Will the iPad save the print industry? That isn’t the biggest question on my mind, it’s whether or not the print industry will embrace the technology that will let themselves be saved.
Since early 2000 I have heard, “we are waiting on the right device” or a “proven model.” This isn’t about VHS or Betamax, it is about being a movie producer that wants their movies seen. We need to stop being hung up on the religious battles of the 1’s and 0’s and focus on story telling, the content packages and tweaking the advertising models. We need to do this until we find one that works and when it stops working, tweak we need to tweak it some more.

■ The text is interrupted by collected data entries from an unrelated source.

/// RISC-V 재배치 타입
pub mod reloc_riscv {
    pub const R_RISCV_NONE: u32 = 0;
    pub const R_RISCV_32: u32 = 1; // S + A
    pub const R_RISCV_64: u32 = 2; // S + A
    pub const R_RISCV_BRANCH: u32 = 16; // S + A - P (B-type)
    pub const R_RISCV_JAL: u32 = 17; // S + A - P (J-type)
    pub const R_RISCV_CALL: u32 = 18; // S + A - P (auipc+jalr)
    pub const R_RISCV_CALL_PLT: u32 = 19; // S + A - P (auipc+jalr, PLT)
    pub const R_RISCV_PCREL_HI20: u32 = 23; // S + A - P (상위 20비트)
    pub const R_RISCV_PCREL_LO12_I: u32 = 24; // 짝 auipc의 값 (I-type)
    pub const R_RISCV_PCREL_LO12_S: u32 = 25; // 짝 auipc의 값 (S-type)
    pub const R_RISCV_HI20: u32 = 26; // S + A (상위 20비트)
    pub const R_RISCV_LO12_I: u32 = 27; // S + A (하위 12비트, I-type)
    pub const R_RISCV_LO12_S: u32 = 28; // S + A (하위 12비트, S-type)
    pub const R_RISCV_ALIGN: u32 = 43; // 링커 정렬 힌트
    pub const R_RISCV_RELAX: u32 = 51; // 링커 최적화 힌트
}

/// ELF64 파서 에러
#[derive(Debug, Clone, Copy, PartialEq, Eq, thiserror::Error)]
pub enum ElfError {
    #[error("image too small")]
    TooSmall,
    #[error("bad ELF magic")]
    InvalidMagic,
    #[error("not a 64-bit object")]
    Not64Bit,
    #[error("not little-endian")]
    UnsupportedEndian,
    #[error("unsupported ELF version")]
    UnsupportedVersion,
    #[error("not a relocatable object (e_type {0})")]
    NotRelocatable(u16),
    #[error("unsupported machine {0}")]
    UnsupportedMachine(u16),
    #[error("bad section header size {0}")]
    BadSectionHeaderSize(u16),
    #[error("section header table out of bounds")]
    SectionTableOutOfBounds,
    #[error("section {index} contents out of bounds")]
    SectionOutOfBounds { index: usize },
    #[error("bad section name string table index")]
    BadStringTableIndex,
    #[error("more than one symbol table")]
    MultipleSymbolTables,
    #[error("malformed symbol table")]
    MalformedSymbolTable,
    #[error("symbol {index} refers to a nonexistent section")]
    BadSymbolSection { index: usize },
    #[error("symbol {index} has an unreadable name")]
    BadSymbolName { index: usize },
    #[error("malformed relocation section {index}")]
    MalformedRelocations { index: usize },
    #[error("REL sections without addends are not supported")]
    RelUnsupported,
}

fn read_u16(data: &[u8], off: usize) -> u16 {
    u16::from_le_bytes([data[off], data[off + 1]])
}

fn read_u32(data: &[u8], off: usize) -> u32 {
    let mut bytes = [0; 4];
    bytes.copy_from_slice(&data[off..off + 4]);
    u32::from_le_bytes(bytes)
}

fn read_u64(data: &[u8], off: usize) -> u64 {
    let mut bytes = [0; 8];
    bytes.copy_from_slice(&data[off..off + 8]);
    u64::from_le_bytes(bytes)
}

impl Elf64Header {
    /// `data`는 최소 HEADER_SIZE 바이트
    fn decode(data: &[u8]) -> Self {
        let mut e_ident = [0; 16];
        e_ident.copy_from_slice(&data[..16]);
        Self {
            e_ident,
            e_type: read_u16(data, 16),
            e_machine: read_u16(data, 18),
            e_version: read_u32(data, 20),
            e_entry: read_u64(data, 24),
            e_phoff: read_u64(data, 32),
            e_shoff: read_u64(data, 40),
            e_flags: read_u32(data, 48),
            e_ehsize: read_u16(data, 52),
            e_phentsize: read_u16(data, 54),
            e_phnum: read_u16(data, 56),
            e_shentsize: read_u16(data, 58),
            e_shnum: read_u16(data, 60),
            e_shstrndx: read_u16(data, 62),
        }
    }
}

impl Elf64SectionHeader {
    fn decode(data: &[u8]) -> Self {
        Self {
            sh_name: read_u32(data, 0),
            sh_type: read_u32(data, 4),
            sh_flags: read_u64(data, 8),
            sh_addr: read_u64(data, 16),
            sh_offset: read_u64(data, 24),
            sh_size: read_u64(data, 32),
            sh_link: read_u32(data, 40),
            sh_info: read_u32(data, 44),
            sh_addralign: read_u64(data, 48),
            sh_entsize: read_u64(data, 56),
        }
    }
}

impl Elf64Symbol {
    fn decode(data: &[u8]) -> Self {
        Self {
            st_name: read_u32(data, 0),
            st_info: data[4],
            st_other: data[5],
            st_shndx: read_u16(data, 6),
            st_value: read_u64(data, 8),
            st_size: read_u64(data, 16),
        }
    }
}

impl Elf64Rela {
    fn decode(data: &[u8]) -> Self {
        Self {
            r_offset: read_u64(data, 0),
            r_info: read_u64(data, 8),
            r_addend: read_u64(data, 16) as i64,
        }
    }
}

/// 파싱된 ELF64 relocatable 오브젝트
pub struct Elf64<'a> {
    /// 원본 이미지
    data: &'a [u8],
    header: Elf64Header,
    machine: ElfMachine,
    sections: Vec<Elf64SectionHeader>,
    symbols: Vec<Elf64Symbol>,
    /// 심볼 이름 문자열 테이블 (심볼 테이블이 없으면 빈 슬라이스)
    strtab: &'a [u8],
    shstrtab: &'a [u8],
}

impl<'a> Elf64<'a> {
    /// ELF64 오브젝트 파싱
    pub fn parse(data: &'a [u8]) -> Result<Self, ElfError> {
        if data.len() < HEADER_SIZE {
            return Err(ElfError::TooSmall);
        }

        let header = Elf64Header::decode(data);
        if header.e_ident[0..4] != ELF_MAGIC {
            return Err(ElfError::InvalidMagic);
        }
        if header.e_ident[4] != ELFCLASS64 {
            return Err(ElfError::Not64Bit);
        }
        if header.e_ident[5] != ELFDATA2LSB {
            return Err(ElfError::UnsupportedEndian);
        }
        if header.e_ident[6] != EV_CURRENT || header.e_version != EV_CURRENT as u32 {
            return Err(ElfError::UnsupportedVersion);
        }
        if header.e_type != ET_REL {
            return Err(ElfError::NotRelocatable(header.e_type));
        }
        let machine =
            ElfMachine::from_u16(header.e_machine).ok_or(ElfError::UnsupportedMachine(header.e_machine))?;
        if header.e_shentsize as usize != SECTION_HEADER_SIZE {
            return Err(ElfError::BadSectionHeaderSize(header.e_shentsize));
        }

        // 섹션 헤더 테이블
        let sh_count = header.e_shnum as usize;
        let table = usize::try_from(header.e_shoff)
            .ok()
            .and_then(|start| Some(start..start.checked_add(sh_count * SECTION_HEADER_SIZE)?))
            .and_then(|range| data.get(range))
            .ok_or(ElfError::SectionTableOutOfBounds)?;
        let sections: Vec<Elf64SectionHeader> = table
            .chunks_exact(SECTION_HEADER_SIZE)
            .map(Elf64SectionHeader::decode)
            .collect();

        for (index, sh) in sections.iter().enumerate() {
            if sh.sh_type != section_type::SHT_NULL && !sh.is_nobits() {
                file_range(data, sh).ok_or(ElfError::SectionOutOfBounds { index })?;
            }
        }

        let shstrndx = header.e_shstrndx as usize;
        let shstrtab = match sections.get(shstrndx) {
            Some(sh) if shstrndx != 0 && sh.sh_type == section_type::SHT_STRTAB => section_bytes(data, sh),
            _ => return Err(ElfError::BadStringTableIndex),
        };

        // 심볼 테이블 (최대 1개)
        let mut symtabs = sections
            .iter()
            .enumerate()
            .filter(|(_, sh)| sh.sh_type == section_type::SHT_SYMTAB);
        let symtab = symtabs.next();
        if symtabs.next().is_some() {
            return Err(ElfError::MultipleSymbolTables);
        }

        let (symtab_index, symbols, strtab) = match symtab {
            Some((index, sh)) => {
                if sh.sh_entsize as usize != SYMBOL_SIZE || sh.sh_size as usize % SYMBOL_SIZE != 0 {
                    return Err(ElfError::MalformedSymbolTable);
                }
                let strtab = match sections.get(sh.sh_link as usize) {
                    Some(link) if link.sh_type == section_type::SHT_STRTAB => section_bytes(data, link),
                    _ => return Err(ElfError::MalformedSymbolTable),
                };
                let symbols: Vec<Elf64Symbol> = section_bytes(data, sh)
                    .chunks_exact(SYMBOL_SIZE)
                    .map(Elf64Symbol::decode)
                    .collect();
                (Some(index), symbols, strtab)
            }
            None => (None, Vec::new(), &[][..]),
        };

        for (index, sym) in symbols.iter().enumerate() {
            let shndx = sym.st_shndx;
            let special = matches!(
                shndx,
                section_index::SHN_UNDEF | section_index::SHN_ABS | section_index::SHN_COMMON
            );
            if !special && (shndx >= section_index::SHN_LORESERVE || shndx as usize >= sh_count) {
                return Err(ElfError::BadSymbolSection { index });
            }

            // 0번 이외의 미정의 심볼은 이름으로만 해석되므로 이름이 반드시 있어야 함
            let name = checked_string(strtab, sym.st_name).ok_or(ElfError::BadSymbolName { index })?;
            if index != 0 && shndx == section_index::SHN_UNDEF && name.is_empty() {
                return Err(ElfError::BadSymbolName { index });
            }
        }

        // 재배치 섹션: 대상 섹션과 심볼 테이블이 올바른지 확인
        for (index, sh) in sections.iter().enumerate() {
            if sh.sh_type != section_type::SHT_RELA {
                continue;
            }
            let malformed = ElfError::MalformedRelocations { index };
            if sh.sh_entsize as usize != RELA_SIZE
                || sh.sh_size as usize % RELA_SIZE != 0
                || sh.sh_info == 0
                || sh.sh_info as usize >= sh_count
                || Some(sh.sh_link as usize) != symtab_index
            {
                return Err(malformed);
            }
            let symbol_count = symbols.len();
            let in_range = section_bytes(data, sh)
                .chunks_exact(RELA_SIZE)
                .all(|raw| (Elf64Rela::decode(raw).symbol() as usize) < symbol_count);
            if !in_range {
                return Err(malformed);
            }
        }

        Ok(Self {
            data,
            header,
            machine,
            sections,
            symbols,
            strtab,
            shstrtab,
        })
    }

    pub fn header(&self) -> &Elf64Header {
        &self.header
    }

    /// 머신 타입 반환
    pub fn machine(&self) -> ElfMachine {
        self.machine
    }

    /// 섹션 헤더 목록
    pub fn sections(&self) -> &[Elf64SectionHeader] {
        &self.sections
    }

    /// 섹션 이름 조회
    pub fn section_name(&self, sh: &Elf64SectionHeader) -> &'a str {
        string_at(self.shstrtab, sh.sh_name)
    }

    /// 이름으로 섹션 찾기
    pub fn find_section(&self, name: &str) -> Option<&Elf64SectionHeader> {
        self.sections.iter().find(|sh| self.section_name(sh) == name)
    }

    /// 섹션 데이터 반환 (NOBITS는 빈 슬라이스)
    pub fn section_data(&self, sh: &Elf64SectionHeader) -> &'a [u8] {
        if sh.is_nobits() {
            return &[];
        }
        section_bytes(self.data, sh)
    }

    /// 심볼 테이블 (0번 null 심볼 포함)
    pub fn symbols(&self) -> &[Elf64Symbol] {
        &self.symbols
    }

    /// 심볼 이름 문자열 테이블
    pub fn string_table(&self) -> &'a [u8] {
        self.strtab
    }

    /// 심볼 이름 조회
    pub fn symbol_name(&self, sym: &Elf64Symbol) -> &'a str {
        string_at(self.strtab, sym.st_name)
    }

    /// 이름으로 심볼 찾기 (정의된 심볼만)
    pub fn find_symbol(&self, name: &str) -> Option<&Elf64Symbol> {
        self.symbols
            .iter()
            .find(|sym| !sym.is_undefined() && self.symbol_name(sym) == name)
    }

    /// 재배치 섹션들 순회: (대상 섹션 인덱스, RELA 섹션 헤더, 엔트리)
    pub fn relocations(&self) -> impl Iterator<Item = (usize, &Elf64SectionHeader, Vec<Elf64Rela>)> + '_ {
        self.sections
            .iter()
            .filter(|sh| sh.sh_type == section_type::SHT_RELA)
            .map(|sh| {
                let relas = self
                    .section_data(sh)
                    .chunks_exact(RELA_SIZE)
                    .map(Elf64Rela::decode)
                    .collect();
                (sh.sh_info as usize, sh, relas)
            })
    }

    /// addend 없는 REL 섹션이 있는지 (지원하지 않음)
    pub fn has_rel(&self) -> bool {
        self.sections
            .iter()
            .any(|sh| sh.sh_type == section_type::SHT_REL)
    }
}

Many seem to want to follow in the tail lights of the NYT, Wired, WSJ and Sports Illustrated’s of the world. We need to realize these models may not work for the rest of the industry. We need to also recognize that these publications have embraced past technologies that have caused them to already modernized their workflows. Thus making them more agile to the changing technology landscapes.

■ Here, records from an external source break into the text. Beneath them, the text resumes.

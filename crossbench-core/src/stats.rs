use crate::{Sample, P50, P95};
#[cfg(feature = "serde")]
use serde::Serialize;
use std::fmt;
use thiserror::Error;

#[derive(Debug, Error, PartialEq, Eq)]
pub enum StatsError {
    #[error("Cannot summarize an empty sample set")]
    NoSamples,
}

/// Reduced latency statistics for one endpoint.
///
/// Failed samples count towards every latency figure: a request that errored out still cost
/// the caller that much time.
#[derive(Debug, Clone, Copy, PartialEq, Eq)]
#[cfg_attr(feature = "serde", derive(Serialize))]
pub struct Summary {
    pub avg_ms: u64,
    pub min_ms: u64,
    pub max_ms: u64,
    pub p50_ms: u64,
    pub p95_ms: u64,
    pub success_rate_percent: u8,
}

impl Summary {
    /// Folds samples into a summary.
    ///
    /// The input must be non-empty; an empty slice is a caller bug and is reported as
    /// [`StatsError::NoSamples`] rather than as a row of zeros.
    pub fn reduce(samples: &[Sample]) -> Result<Self, StatsError> {
        let mut durations: Vec<u64> = samples.iter().map(|s| s.duration_ms).collect();
        durations.sort_unstable();

        let count = durations.len() as u64;
        let (Some(&min_ms), Some(&max_ms)) = (durations.first(), durations.last()) else {
            return Err(StatsError::NoSamples);
        };

        let sum: u64 = durations.iter().sum();
        let succeeded = samples.iter().filter(|s| s.succeeded).count() as u64;

        Ok(Self {
            avg_ms: div_round(sum, count),
            min_ms,
            max_ms,
            p50_ms: percentile(&durations, P50).ok_or(StatsError::NoSamples)?,
            p95_ms: percentile(&durations, P95).ok_or(StatsError::NoSamples)?,
            success_rate_percent: percent(succeeded, count),
        })
    }

    pub fn tier(&self) -> LatencyTier {
        LatencyTier::classify(self.avg_ms)
    }
}

/// Nearest-rank percentile over an ascending slice: the value at `ceil(p/100 * n) - 1`,
/// clamped into range.
pub fn percentile(sorted: &[u64], p: f64) -> Option<u64> {
    let last = sorted.len().checked_sub(1)?;
    // NOTE: `p * n / 100` keeps integer percentiles exact, unlike `p / 100 * n`.
    let rank = (p * sorted.len() as f64 / 100.).ceil() - 1.;
    let idx = if rank.is_nan() || rank < 0. {
        0
    } else {
        (rank as usize).min(last)
    };
    Some(sorted[idx])
}

/// `part` as a whole-number percentage of `whole`, half rounded up. Zero when `whole` is zero.
pub fn percent(part: u64, whole: u64) -> u8 {
    if whole == 0 {
        return 0;
    }
    div_round(100 * part.min(whole), whole) as u8
}

/// Integer division rounding half up.
pub(crate) fn div_round(num: u64, den: u64) -> u64 {
    (2 * num + den) / (2 * den)
}

/// Coarse latency buckets used to colour results.
#[derive(Debug, Clone, Copy, PartialEq, Eq, PartialOrd, Ord)]
#[cfg_attr(feature = "serde", derive(Serialize))]
pub enum LatencyTier {
    Fast,
    Moderate,
    Slow,
    Critical,
}

impl LatencyTier {
    pub fn classify(ms: u64) -> Self {
        match ms {
            0..=49 => LatencyTier::Fast,
            50..=149 => LatencyTier::Moderate,
            150..=499 => LatencyTier::Slow,
            _ => LatencyTier::Critical,
        }
    }
}

impl fmt::Display for LatencyTier {
    fn fmt(&self, f: &mut fmt::Formatter<'_>) -> fmt::Result {
        let label = match self {
            LatencyTier::Fast => "fast",
            LatencyTier::Moderate => "moderate",
            LatencyTier::Slow => "slow",
            LatencyTier::Critical => "critical",
        };
        f.write_str(label)
    }
}

#[cfg(test)]
mod tests {
    use super::*;
    use rand::rngs::SmallRng;
    use rand::{Rng, SeedableRng};

    fn successes(durations: &[u64]) -> Vec<Sample> {
        durations.iter().copied().map(Sample::success).collect()
    }

    #[test]
    fn constant_samples() {
        let summary = Summary::reduce(&successes(&[100, 100, 100])).unwrap();
        assert_eq!(
            summary,
            Summary {
                avg_ms: 100,
                min_ms: 100,
                max_ms: 100,
                p50_ms: 100,
                p95_ms: 100,
                success_rate_percent: 100,
            }
        );
    }

    #[test]
    fn nearest_rank_percentiles() {
        let summary = Summary::reduce(&successes(&[40, 10, 100, 30, 20])).unwrap();
        assert_eq!(summary.p50_ms, 30);
        assert_eq!(summary.p95_ms, 100);
        assert_eq!(summary.min_ms, 10);
        assert_eq!(summary.max_ms, 100);
        assert_eq!(summary.avg_ms, 40);
    }

    #[test]
    fn percentile_edges() {
        assert_eq!(percentile(&[], 50.), None);
        assert_eq!(percentile(&[7], 0.), Some(7));
        assert_eq!(percentile(&[7], 95.), Some(7));
        assert_eq!(percentile(&[1, 2], 50.), Some(1));
        assert_eq!(percentile(&[1, 2], 100.), Some(2));

        // 95% of 20 is exactly 19, so the 19th value (index 18) is the p95.
        let twenty: Vec<u64> = (1..=20).collect();
        assert_eq!(percentile(&twenty, 95.), Some(19));
    }

    #[test]
    fn failures_count_towards_latency() {
        let mut samples = successes(&[10; 7]);
        samples.extend([Sample::failure(40); 3]);
        let summary = Summary::reduce(&samples).unwrap();
        assert_eq!(summary.success_rate_percent, 70);
        assert_eq!(summary.avg_ms, 19);
        assert_eq!(summary.max_ms, 40);
    }

    #[test]
    fn averages_round_half_up() {
        assert_eq!(Summary::reduce(&successes(&[1, 2])).unwrap().avg_ms, 2);
        assert_eq!(Summary::reduce(&successes(&[1, 1, 2])).unwrap().avg_ms, 1);
        let rate = Summary::reduce(&[Sample::success(1), Sample::failure(1), Sample::failure(1)])
            .unwrap()
            .success_rate_percent;
        assert_eq!(rate, 33);
    }

    #[test]
    fn all_failed() {
        let summary = Summary::reduce(&[Sample::failure(3), Sample::failure(5)]).unwrap();
        assert_eq!(summary.success_rate_percent, 0);
        assert_eq!(summary.avg_ms, 4);
    }

    #[test]
    fn empty_is_an_error() {
        assert_eq!(Summary::reduce(&[]), Err(StatsError::NoSamples));
    }

    #[test]
    fn ordering_holds_for_random_inputs() {
        let mut rng = SmallRng::seed_from_u64(0x5eed);
        for _ in 0..500 {
            let len = rng.gen_range(1..64);
            let samples: Vec<Sample> = (0..len)
                .map(|_| Sample {
                    duration_ms: rng.gen_range(0..2_000),
                    succeeded: rng.gen_bool(0.8),
                })
                .collect();
            let s = Summary::reduce(&samples).unwrap();
            assert!(s.min_ms <= s.p50_ms, "{s:?}");
            assert!(s.p50_ms <= s.p95_ms, "{s:?}");
            assert!(s.p95_ms <= s.max_ms, "{s:?}");
            assert!(s.min_ms <= s.avg_ms && s.avg_ms <= s.max_ms, "{s:?}");
            assert!(s.success_rate_percent <= 100);
        }
    }

    #[test]
    fn percentages() {
        assert_eq!(percent(1, 6), 17);
        assert_eq!(percent(2, 6), 33);
        assert_eq!(percent(6, 6), 100);
        assert_eq!(percent(7, 6), 100);
        assert_eq!(percent(0, 0), 0);
    }

    #[test]
    fn tiers() {
        assert_eq!(LatencyTier::classify(0), LatencyTier::Fast);
        assert_eq!(LatencyTier::classify(49), LatencyTier::Fast);
        assert_eq!(LatencyTier::classify(50), LatencyTier::Moderate);
        assert_eq!(LatencyTier::classify(150), LatencyTier::Slow);
        assert_eq!(LatencyTier::classify(500), LatencyTier::Critical);
    }
}
//! Plain-text and JSON rendering of a finished run.
use crossbench_core::{Comparison, Registry, RunResult};
use serde::Serialize;
use std::fmt::Write;

const BAR_WIDTH: u64 = 20;

#[derive(Serialize)]
pub struct JsonReport<'a> {
    pub run: &'a RunResult,
    pub comparison: Comparison,
}

impl<'a> JsonReport<'a> {
    pub fn new(run: &'a RunResult) -> Self {
        Self {
            run,
            comparison: run.comparison(),
        }
    }
}

pub fn render_json(run: &RunResult) -> serde_json::Result<String> {
    serde_json::to_string_pretty(&JsonReport::new(run))
}

pub fn render_text(run: &RunResult) -> String {
    let mut out = String::new();
    // Writing into a String cannot fail.
    let _ = write_text(&mut out, run);
    out
}

fn write_text(out: &mut String, run: &RunResult) -> std::fmt::Result {
    writeln!(
        out,
        "{:<14} {:<24} {:>7} {:>7} {:>7} {:>7} {:>7} {:>8}  {:<8}  avg",
        "service", "path", "avg", "min", "p50", "p95", "max", "success", "tier"
    )?;
    let scale = run.max_latency_ms().unwrap_or_default();
    for r in &run.results {
        let s = &r.summary;
        let path = if r.endpoint.path.is_empty() {
            "/"
        } else {
            r.endpoint.path.as_str()
        };
        writeln!(
            out,
            "{:<14} {:<24} {:>5}ms {:>5}ms {:>5}ms {:>5}ms {:>5}ms {:>7}%  {:<8}  {}",
            r.endpoint.service_name,
            path,
            s.avg_ms,
            s.min_ms,
            s.p50_ms,
            s.p95_ms,
            s.max_ms,
            s.success_rate_percent,
            s.tier().to_string(),
            bar(s.avg_ms, scale)
        )?;
    }

    let comparison = run.comparison();
    writeln!(out)?;
    for service in &comparison.services {
        writeln!(
            out,
            "{:<14} avg {}ms over {} endpoints",
            service.service, service.avg_ms, service.endpoints
        )?;
    }

    match (&comparison.fastest, comparison.speed_ratio) {
        (Some(fastest), Some(ratio)) => writeln!(
            out,
            "{fastest} is fastest, {ratio:.1}x faster than {}",
            comparison.slowest.as_deref().unwrap_or_default()
        )?,
        (Some(fastest), None) => writeln!(out, "{fastest} is fastest")?,
        _ => {}
    }

    writeln!(
        out,
        "{} requests, {}/{} endpoints OK, {}",
        run.total_requests(),
        run.fully_successful_endpoints(),
        run.results.len(),
        humantime::format_duration(run.elapsed)
    )
}

/// Averages drawn against the slowest single request of the run.
fn bar(avg_ms: u64, scale: u64) -> String {
    if scale == 0 {
        return String::new();
    }
    "#".repeat((avg_ms.min(scale) * BAR_WIDTH).div_ceil(scale) as usize)
}

pub fn render_registry(registry: &Registry) -> String {
    let mut out = String::new();
    for endpoint in registry.list() {
        let _ = writeln!(
            out,
            "{:<24} {:<14} {}",
            endpoint.id,
            endpoint.service_name,
            endpoint.url()
        );
    }
    out
}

The resistance of change to the legacy business models combined with the failure to modernize have been the roadblocks that I have seen. Not looking towards what is working for Cracked Magazine, TechCrunch or he the Huffington Posts of the world (all of which have successful e-publications. )Stop focusing on past print margins and trying to apply them to their new digital business because this will only allow for more disappointments.
I remember articles talking about how interactive CD Roms were going to revolutionize the print industry in the mid 90’s. Now 15 years later some of the same roadblocks are still in place. The lack of optimized digital workflows that ignore the constraints of the “output”. The lack of digital rights management, good metadata, the ability to crowd source, the ability to scale and to be nimble enough to react. It’s not about XML, NTIF, IPTC, iAtom, or NewsML. It’s not about the Paid Content strategy, or the embargo rules. It’s also not about he Ipad, the Que, Skiff, Google Books, or Androids of the world. It’s about all of them and being agnostic enough not to have to care what model or what device dominants the marketplace.
Wired isn’t producing a innovative Ipad magazine experience. They are producing a innovative interactive magazine experience that will be device agnostic. If the Ipad isn’t “the savior of print industry”, no worries because Wired will be ready when the “right device” arrives that will in fact “save the print industry”.